‘Drink the cold water! You have to drink’, Shahar implored.
But I can’t, and I can’t talk, so I just strongly shake my head.
We were in the ‘horse garden’ in the heart of Jerusalem during the middle of the day.
The garden consists of a public toilet, a lawn, a small yard with a fountain designed in the shape of a waterfall, and of course a statue of horse.
We came to the garden an hour earlier, we sat in one of the corners and watched carefully. We came as part of Elem, an organization which aims to help teenagers at risk. We heard disturbing things about this lovely garden and our mission was to understand what happens here and how we can help.
It was a warm summer day and the hot sun hit our heads, exposing the garden in uncomplimentary ways. The fountain was full with garbage and the water’s hue was sickly green. A dog ran happily on the grass and a few young couples crowded together under the narrow shadow of the trees. A woman wearing a thick black coat and jeans with a rift in her crotch entered the garden. We immediately recognized her; she has a baby that she doesn’t let anyone near, at night she washes him in the garden’s waterfall. The rumor was that she dresses the baby as a boy (even though she is a girl) because she is afraid of the hard life waiting for her as a girl.

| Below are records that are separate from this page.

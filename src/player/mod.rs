// src/player/mod.rs - Motion producers feeding the output channel
pub mod script_player;
pub mod stroke_player;

pub use script_player::{
    ParameterUpdate, PlayerParameters, PlayerRequest, PlayerStatus, ScriptPlayer, ScriptPlayerHandle, TickPlan,
};
pub use stroke_player::{
    ProgressUpdate, QueueStatus, StepOutcome, StrokeJob, StrokePlayerHandle, StrokeQueue, StrokeRequest,
    progress_stream,
};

No one noticed her when she entered the garden. She chatted with the toilet cleaner over a cigarette; they seemed to know each other well. Nobody around us noticed her while she walked quickly with another man to the woman’s toilets.
Shahar pointed my attention to a young boy who slowly crossed the garden. Shahar told me that this teenager has homosexual tendencies, that he comes from an Arab village and his family didn’t accept him so he quickly descended into prostitution.

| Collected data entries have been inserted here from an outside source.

//! # Host Configuration
//!
//! One TOML file configures the device link, the output scaling, script
//! playback and the random stroke generator. Every section and field is
//! optional.
//!
//! ```toml
//! [device]
//! port = "/dev/ttyUSB0"
//! baud = 115200
//!
//! [output]
//! intensity = 80
//! park_on_disconnect = true
//!
//! [output.range.L0]
//! min = 100
//! max = 900
//!
//! [player]
//! time_window_ms = 150
//! pause_fill = true
//!
//! [stroke]
//! step_ms = 50
//! speed = 120
//! randomness = 30
//! ```

// src/config.rs - Single configuration file
use crate::axis::Axis;
use crate::tcode::{AxisRange, OutputRange};
use serde::{Deserialize, Serialize};
use std::collections::BTreeMap;
use std::time::Duration;
use thiserror::Error;

#[derive(Debug, Error)]
pub enum ConfigError {
    #[error("IO error: {0}")]
    Io(#[from] std::io::Error),
    #[error("TOML parse error: {0}")]
    Toml(#[from] toml::de::Error),
    #[error("Invalid configuration: {0}")]
    Invalid(String),
}

#[derive(Debug, Clone, Default, Deserialize, Serialize)]
pub struct Config {
    #[serde(default)]
    pub device: DeviceConfig,
    #[serde(default)]
    pub output: OutputConfig,
    #[serde(default)]
    pub player: PlayerConfig,
    #[serde(default)]
    pub stroke: StrokeConfig,
}

/// Serial device settings.
#[derive(Debug, Clone, Deserialize, Serialize)]
pub struct DeviceConfig {
    /// First available port when unset.
    #[serde(default)]
    pub port: Option<String>,
    #[serde(default = "default_baud")]
    pub baud: u32,
}

impl Default for DeviceConfig {
    fn default() -> Self {
        Self {
            port: None,
            baud: default_baud(),
        }
    }
}

#[derive(Debug, Clone, Copy, PartialEq, Deserialize, Serialize)]
pub struct RangeConfig {
    #[serde(default = "default_range_min")]
    pub min: f64,
    #[serde(default = "default_range_max")]
    pub max: f64,
}

/// Output scaling and channel behaviour.
#[derive(Debug, Clone, Deserialize, Serialize)]
pub struct OutputConfig {
    #[serde(default = "default_intensity")]
    pub intensity: f64,
    #[serde(default = "default_true")]
    pub park_on_disconnect: bool,
    #[serde(default = "default_smoothing_ms")]
    pub smoothing_ms: u64,
    /// Keyed by axis name (`L0`, `R0`, ...).
    #[serde(default)]
    pub range: BTreeMap<String, RangeConfig>,
}

impl Default for OutputConfig {
    fn default() -> Self {
        Self {
            intensity: default_intensity(),
            park_on_disconnect: true,
            smoothing_ms: default_smoothing_ms(),
            range: BTreeMap::new(),
        }
    }
}

impl OutputConfig {
    pub fn smoothing(&self) -> Duration {
        Duration::from_millis(self.smoothing_ms)
    }

    pub fn output_range(&self) -> Result<OutputRange, ConfigError> {
        let mut output = OutputRange {
            intensity: self.intensity,
            ..OutputRange::default()
        };
        for (name, range) in &self.range {
            let axis: Axis = name
                .parse()
                .map_err(|_| ConfigError::Invalid(format!("Unknown axis '{}' in output.range", name)))?;
            output.ranges.insert(
                axis,
                AxisRange {
                    min: range.min,
                    max: range.max,
                },
            );
        }
        Ok(output)
    }
}

/// Script playback settings.
#[derive(Debug, Clone, Deserialize, Serialize)]
pub struct PlayerConfig {
    #[serde(default = "default_time_window_ms")]
    pub time_window_ms: u64,
    #[serde(default)]
    pub latency_ms: i64,
    #[serde(default = "default_playback_rate")]
    pub playback_rate: f64,
    #[serde(default)]
    pub pause_fill: bool,
}

impl Default for PlayerConfig {
    fn default() -> Self {
        Self {
            time_window_ms: default_time_window_ms(),
            latency_ms: 0,
            playback_rate: default_playback_rate(),
            pause_fill: false,
        }
    }
}

/// Random stroke generator settings.
#[derive(Debug, Clone, Deserialize, Serialize)]
pub struct StrokeConfig {
    #[serde(default = "default_step_ms")]
    pub step_ms: u64,
    /// Percent of nominal pattern speed.
    #[serde(default = "default_speed")]
    pub speed: u32,
    /// Chance in percent of switching pattern after each job.
    #[serde(default = "default_randomness")]
    pub randomness: u32,
    #[serde(default = "default_refill_threshold_ms")]
    pub refill_threshold_ms: u64,
    #[serde(default = "default_progress_interval_ms")]
    pub progress_interval_ms: u64,
}

impl Default for StrokeConfig {
    fn default() -> Self {
        Self {
            step_ms: default_step_ms(),
            speed: default_speed(),
            randomness: default_randomness(),
            refill_threshold_ms: default_refill_threshold_ms(),
            progress_interval_ms: default_progress_interval_ms(),
        }
    }
}

impl Config {
    pub fn validate(&self) -> Result<(), ConfigError> {
        if self.device.baud == 0 {
            return Err(ConfigError::Invalid("device.baud must be > 0".to_string()));
        }
        if !(0.0..=100.0).contains(&self.output.intensity) {
            return Err(ConfigError::Invalid(
                "output.intensity must be between 0 and 100".to_string(),
            ));
        }
        for (name, range) in &self.output.range {
            if name.parse::<Axis>().is_err() {
                return Err(ConfigError::Invalid(format!("Unknown axis '{}' in output.range", name)));
            }
            if range.min > range.max {
                return Err(ConfigError::Invalid(format!(
                    "output.range.{}: min {} is greater than max {}",
                    name, range.min, range.max
                )));
            }
            if range.min < 0.0 || range.max > 1000.0 {
                return Err(ConfigError::Invalid(format!(
                    "output.range.{} must lie within 0..=1000",
                    name
                )));
            }
        }
        if self.player.time_window_ms == 0 {
            return Err(ConfigError::Invalid("player.time_window_ms must be > 0".to_string()));
        }
        if self.player.playback_rate.is_nan() || self.player.playback_rate <= 0.0 {
            return Err(ConfigError::Invalid("player.playback_rate must be > 0".to_string()));
        }
        if self.stroke.step_ms == 0 {
            return Err(ConfigError::Invalid("stroke.step_ms must be > 0".to_string()));
        }
        if !(1..=1000).contains(&self.stroke.speed) {
            return Err(ConfigError::Invalid(
                "stroke.speed must be between 1 and 1000".to_string(),
            ));
        }
        if self.stroke.randomness > 100 {
            return Err(ConfigError::Invalid("stroke.randomness must be <= 100".to_string()));
        }
        Ok(())
    }
}

fn default_baud() -> u32 { 115200 }
fn default_intensity() -> f64 { 100.0 }
fn default_true() -> bool { true }
fn default_smoothing_ms() -> u64 { 1000 }
fn default_range_min() -> f64 { 0.0 }
fn default_range_max() -> f64 { 1000.0 }
fn default_time_window_ms() -> u64 { 150 }
fn default_playback_rate() -> f64 { 1.0 }
fn default_step_ms() -> u64 { 50 }
fn default_speed() -> u32 { 100 }
fn default_randomness() -> u32 { 30 }
fn default_refill_threshold_ms() -> u64 { 500 }
fn default_progress_interval_ms() -> u64 { 250 }

/// Load configuration from a TOML file at the given path.
pub fn load_config(path: &str) -> Result<Config, ConfigError> {
    match std::fs::read_to_string(path) {
        Ok(contents) => match toml::from_str(&contents) {
            Ok(config) => Ok(config),
            Err(e) => {
                tracing::error!("Failed to parse config TOML: {}", e);
                Err(ConfigError::Toml(e))
            }
        },
        Err(e) => {
            tracing::error!("Failed to read config file '{}': {}", path, e);
            Err(ConfigError::Io(e))
        }
    }
}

Shahar approached him when he passed by us and after a few seconds they both came back and Shahar introduced me to Adnan.
Adnan gave me a hug and I flinched for a second. The hug was not friendly huge, but a hug with a clear sexual significance. After a second I gained my senses and gave him a hug back. Adnan had a pockmarked face with yellow crooked teeth, but what caught my attention were his eyes with their deep blue hue and his large black eyelashes. Shahar offered him cold water and he drank straight from the bottle and sat between us. He told us that he just came back from Eilat where he worked at a hotel. When he talked to Shahar with his soft dreamy voice, he instinctively put his hand on Shahar’s bare thigh.
Shahar went away to make a phone call and I stayed alone with Adnan. I asked him about his life in Eilat and stared at his black elegant shoes with their thorn zippers. Suddenly he became silent in the middle of the conversation, which was surprising. I looked at him frightened while he gazed blankly in the air. It was like there was nobody there, a shallow peel. After that Shahar told me that this phenomenon is very common with people who work in prostitution; that we all have an important mechanism known as dissociation that protects us in traumatizing situations and disconnects our consciousness. People who work in prostitution need to use this mechanism so much that it gets ruined. This horrifying image of Adnan lying unconscious on a tattered bed with his blank empty gaze and a man lying next to him will haunt me for a long time.
When Shahar came back, Adnan already awoke and we talked about his return to Jerusalem. He told us that he now lives with his relatives but that they deny his sexuality so he would rather live on his own because it is hard for him.
Because he is 27 now, our organization can’t do much for him because we only work with youth until age 26. But we were reassured when he told us that he is coming to the ‘Open house’ (a place for the LGBT community in Jerusalem) so we felt it was safe to depart.
So there I was, a few seconds after Adnan left, standing in the middle of the garden with Shahar imploring me to drink from the bottle that Adnan drank directly from. I felt the blood rushing out of my face, which caused Shahar to bring the bottle closer but I couldn’t drink from it, I couldn’t! I threw the bottle out of his hand. We sat down and talked about the encounter with Adnan.
When we left the garden, the sun hid behind a cloud, and a fresh breeze hit our faces. I looked at a couple that sat on the grass. The boy looked nervously at the religious girl with the long skirt sitting beside him in what was probably their first date. They sat in front of the waterfall, which took on a deep blue-coloured haze under the shadow of the cloud, and it reminded me Adnan’s eyes.
I hoped he also enjoyed this relieving breeze. I can imagine us and see us in some other universe, sitting the three of us on the grass in this beautiful garden, enjoying a pleasant day free of worries and suffering.